2. Dbf files are a fairly common data format for file-based databases.
3. The shx file is just an index and does not contain critical data.
Given these considerations I made it possible to just specify the the base name of a shapefile when reading or writing or you can add an extension IF you want. Pyshp doesn't rely on the extension. So in the above example I could just use "cities.2013.v.1.2" in theory.
That way if one of the files was missing or for some reason you had no control over how the file name was passed to your program the software would just work. I figured this approach would be the most robust and intuitive, user-friendly method. In fact if you DO specify a file extension PyShp just chops is off to get the base name using Python's os.path.splitext() module method and then rebuilds the requisite file names before checking to see if they even exist.

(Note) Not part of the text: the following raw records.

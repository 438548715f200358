//! moneta-core
//!
//! Business logic and services for Moneta. Depends on moneta-domain. No HTTP,
//! no terminal I/O, no direct storage interactions — persistence goes through
//! the [`storage::Store`] trait.

pub mod aggregate;
pub mod bill_service;
pub mod budget_service;
pub mod category_service;
pub mod dashboard_service;
pub mod error;
pub mod goal_service;
pub mod period;
pub mod plan_service;
pub mod recurrence;
pub mod statistics_service;
pub mod storage;
pub mod transaction_service;

pub use bill_service::{BillService, BillView, PaymentReceipt};
pub use budget_service::{BudgetDetail, BudgetService};
pub use category_service::CategoryService;
pub use dashboard_service::{
    BudgetProgress, DashboardService, DayExpenses, FinancialSummary, ProgressPeriod, TodaySpending,
};
pub use error::{CoreError, CoreResult};
pub use goal_service::{GoalProgress, GoalService, GoalView};
pub use period::{bucketize, Granularity, PeriodBucket};
pub use plan_service::{Plan, PlanService};
pub use statistics_service::{
    BudgetVsActual, CategoryComparison, ComparisonMode, DailySpendingPoint, DailySpendingReport,
    MonthComparison, MonthlyTrendPoint, MonthlyTrendReport, StatisticsService,
};
pub use storage::{Store, TransactionFilter};
pub use transaction_service::TransactionService;
#![allow(dead_code)]

use chrono::{DateTime, TimeZone, Utc};
use uuid::Uuid;

use moneta::{Category, CategoryKind, MemoryStore, Store, Transaction, TransactionKind};

pub fn at(y: i32, m: u32, d: u32, h: u32) -> DateTime<Utc> {
    Utc.with_ymd_and_hms(y, m, d, h, 0, 0).unwrap()
}

pub fn store_with_user() -> (MemoryStore, Uuid) {
    (MemoryStore::new(), Uuid::new_v4())
}

pub fn expense_category(store: &MemoryStore, user_id: Uuid, name: &str) -> Category {
    let category = Category::new(user_id, name, CategoryKind::Expense, "#ef4444", "tag");
    store.insert_category(&category).unwrap();
    category
}

pub fn income_category(store: &MemoryStore, user_id: Uuid, name: &str) -> Category {
    let category = Category::new(user_id, name, CategoryKind::Income, "#22c55e", "coins");
    store.insert_category(&category).unwrap();
    category
}

pub fn record_expense(
    store: &MemoryStore,
    user_id: Uuid,
    category_id: Uuid,
    amount: f64,
    date: DateTime<Utc>,
) -> Transaction {
    let txn = Transaction::new(user_id, amount, TransactionKind::Expense, date, category_id);
    store.insert_transaction(&txn).unwrap();
    txn
}

pub fn record_income(
    store: &MemoryStore,
    user_id: Uuid,
    category_id: Uuid,
    amount: f64,
    date: DateTime<Utc>,
) -> Transaction {
    let txn = Transaction::new(user_id, amount, TransactionKind::Income, date, category_id);
    store.insert_transaction(&txn).unwrap();
    txn
}
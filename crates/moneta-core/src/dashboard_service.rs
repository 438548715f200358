//! Dashboard views: financial summary, today spending, budget progress,
//! recent expenses.
//!
//! Each view is a pure composition over the store's current state; callers
//! supply `now` and the service derives the default window from it.

use std::str::FromStr;

use chrono::{DateTime, Datelike, NaiveDate, Utc};
use serde::Serialize;
use uuid::Uuid;

use moneta_domain::common::days_in_month;
use moneta_domain::{Budget, BudgetTimeframe, DateWindow, PlanItemType, Transaction, TransactionKind};

use crate::aggregate::share_of;
use crate::error::{CoreError, CoreResult};
use crate::storage::{Store, TransactionFilter};

#[derive(Debug, Clone, PartialEq, Serialize)]
/// Income, expense, and savings totals over one window.
pub struct FinancialSummary {
    pub window: DateWindow,
    pub total_income: f64,
    pub total_expenses: f64,
    pub total_savings: f64,
    pub remaining: f64,
}

#[derive(Debug, Clone, PartialEq, Serialize)]
/// Today's spending against the monthly budget's daily slice.
pub struct TodaySpending {
    pub date: NaiveDate,
    pub spent_today: f64,
    pub daily_budget: f64,
    pub remaining: f64,
}

#[derive(Debug, Clone, Copy, PartialEq, Eq)]
/// Window selector for the budget-progress view.
pub enum ProgressPeriod {
    Week,
    Month,
}

impl FromStr for ProgressPeriod {
    type Err = String;

    fn from_str(value: &str) -> Result<Self, Self::Err> {
        match value.trim().to_ascii_lowercase().as_str() {
            "week" => Ok(ProgressPeriod::Week),
            "month" => Ok(ProgressPeriod::Month),
            other => Err(format!("unrecognized progress period `{other}`")),
        }
    }
}

#[derive(Debug, Clone, PartialEq, Serialize)]
pub struct BudgetProgress {
    pub window: DateWindow,
    pub target_amount: f64,
    pub spent: f64,
    pub percentage_used: f64,
}

#[derive(Debug, Clone, PartialEq, Serialize)]
/// Expenses of one calendar day, newest day first in listings.
pub struct DayExpenses {
    pub date: NaiveDate,
    pub total: f64,
    pub transactions: Vec<Transaction>,
}

pub struct DashboardService;

impl DashboardService {
    /// Totals over `window`, defaulting to the current calendar month.
    /// `remaining = income - expenses - savings`; savings are the plan items
    /// of savings type created inside the window, matching the monthly-trend
    /// attribution.
    pub fn financial_summary(
        store: &dyn Store,
        user_id: Uuid,
        window: Option<DateWindow>,
        now: DateTime<Utc>,
    ) -> CoreResult<FinancialSummary> {
        let window = window.unwrap_or_else(|| DateWindow::month_of(now));
        let transactions = store.transactions(user_id, &TransactionFilter::window(&window))?;
        let mut total_income = 0.0;
        let mut total_expenses = 0.0;
        for txn in &transactions {
            match txn.kind {
                TransactionKind::Income => total_income += txn.amount,
                TransactionKind::Expense => total_expenses += txn.amount,
            }
        }
        let total_savings = savings_created_in(store, user_id, &window)?;
        Ok(FinancialSummary {
            window,
            total_income,
            total_expenses,
            total_savings,
            remaining: total_income - total_expenses - total_savings,
        })
    }

    /// Spending for the current UTC day against one day's share of the
    /// active monthly budget. Without a monthly budget the daily budget is 0
    /// and remaining floors at 0.
    pub fn today_spending(
        store: &dyn Store,
        user_id: Uuid,
        now: DateTime<Utc>,
    ) -> CoreResult<TodaySpending> {
        let window = DateWindow::day_of(now);
        let spent_today = expense_total(store, user_id, &window)?;
        let today = now.date_naive();
        let daily_budget = match active_budget(store, user_id, BudgetTimeframe::Monthly, now)? {
            Some(budget) => budget.amount / f64::from(days_in_month(today.year(), today.month())),
            None => 0.0,
        };
        Ok(TodaySpending {
            date: today,
            spent_today,
            daily_budget,
            remaining: (daily_budget - spent_today).max(0.0),
        })
    }

    /// Spending against the active weekly or monthly budget for the period
    /// containing `now`. `percentage_used` is 0 when no target exists.
    pub fn budget_progress(
        store: &dyn Store,
        user_id: Uuid,
        period: ProgressPeriod,
        now: DateTime<Utc>,
    ) -> CoreResult<BudgetProgress> {
        let (window, timeframe) = match period {
            ProgressPeriod::Week => (DateWindow::week_of(now), BudgetTimeframe::Weekly),
            ProgressPeriod::Month => (DateWindow::month_of(now), BudgetTimeframe::Monthly),
        };
        let spent = expense_total(store, user_id, &window)?;
        let target_amount = active_budget(store, user_id, timeframe, now)?
            .map(|budget| budget.amount)
            .unwrap_or(0.0);
        Ok(BudgetProgress {
            window,
            target_amount,
            spent,
            percentage_used: share_of(spent, target_amount),
        })
    }

    /// The `limit` most recent expenses, grouped by calendar day, newest day
    /// first.
    pub fn recent_expenses(
        store: &dyn Store,
        user_id: Uuid,
        limit: usize,
    ) -> CoreResult<Vec<DayExpenses>> {
        let filter = TransactionFilter {
            kind: Some(TransactionKind::Expense),
            ..TransactionFilter::default()
        };
        let recent: Vec<Transaction> = store
            .transactions(user_id, &filter)?
            .into_iter()
            .take(limit)
            .collect();

        // Store order is date-descending, so one calendar day's rows are
        // contiguous.
        let mut groups: Vec<DayExpenses> = Vec::new();
        for txn in recent {
            let day = txn.date.date_naive();
            match groups.last_mut() {
                Some(group) if group.date == day => {
                    group.total += txn.amount;
                    group.transactions.push(txn);
                }
                _ => groups.push(DayExpenses {
                    date: day,
                    total: txn.amount,
                    transactions: vec![txn],
                }),
            }
        }
        Ok(groups)
    }
}

fn expense_total(store: &dyn Store, user_id: Uuid, window: &DateWindow) -> CoreResult<f64> {
    let expenses = store.transactions(user_id, &TransactionFilter::expenses_in(window))?;
    Ok(expenses.iter().map(|txn| txn.amount).sum())
}

/// The most recently started budget of the given timeframe whose range
/// contains `now`.
fn active_budget(
    store: &dyn Store,
    user_id: Uuid,
    timeframe: BudgetTimeframe,
    now: DateTime<Utc>,
) -> CoreResult<Option<Budget>> {
    Ok(store
        .budgets(user_id)?
        .into_iter()
        .filter(|b| b.timeframe == timeframe && b.start_date <= now && b.end_date >= now)
        .max_by_key(|b| b.start_date))
}

fn savings_created_in(store: &dyn Store, user_id: Uuid, window: &DateWindow) -> CoreResult<f64> {
    let items = store.plan_items(user_id, None)?;
    Ok(items
        .iter()
        .filter(|item| item.item_type == PlanItemType::Savings && window.contains(item.created_at))
        .map(|item| item.amount)
        .sum())
}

There's only one problem. If you use the base file name AND you have extra dots in your file name as in the example, Python still chops off everything after the last dot assuming it is the file extension. This functionality is fair since there's no way programatically to be sure what is an extension and what is not. You could use a look-up table in this context but that can lead to other problems. So in the above example if you pass the base file name to the PyShp Reader object the base name would be shortened to "cities.2013.v.1" which would result in IO exceptions.
The safe workaround is to just always include a three-letter extension in the file name if you might have dots. I may eventually try to program around this but it's kind of a corner case with a reasonable workaround.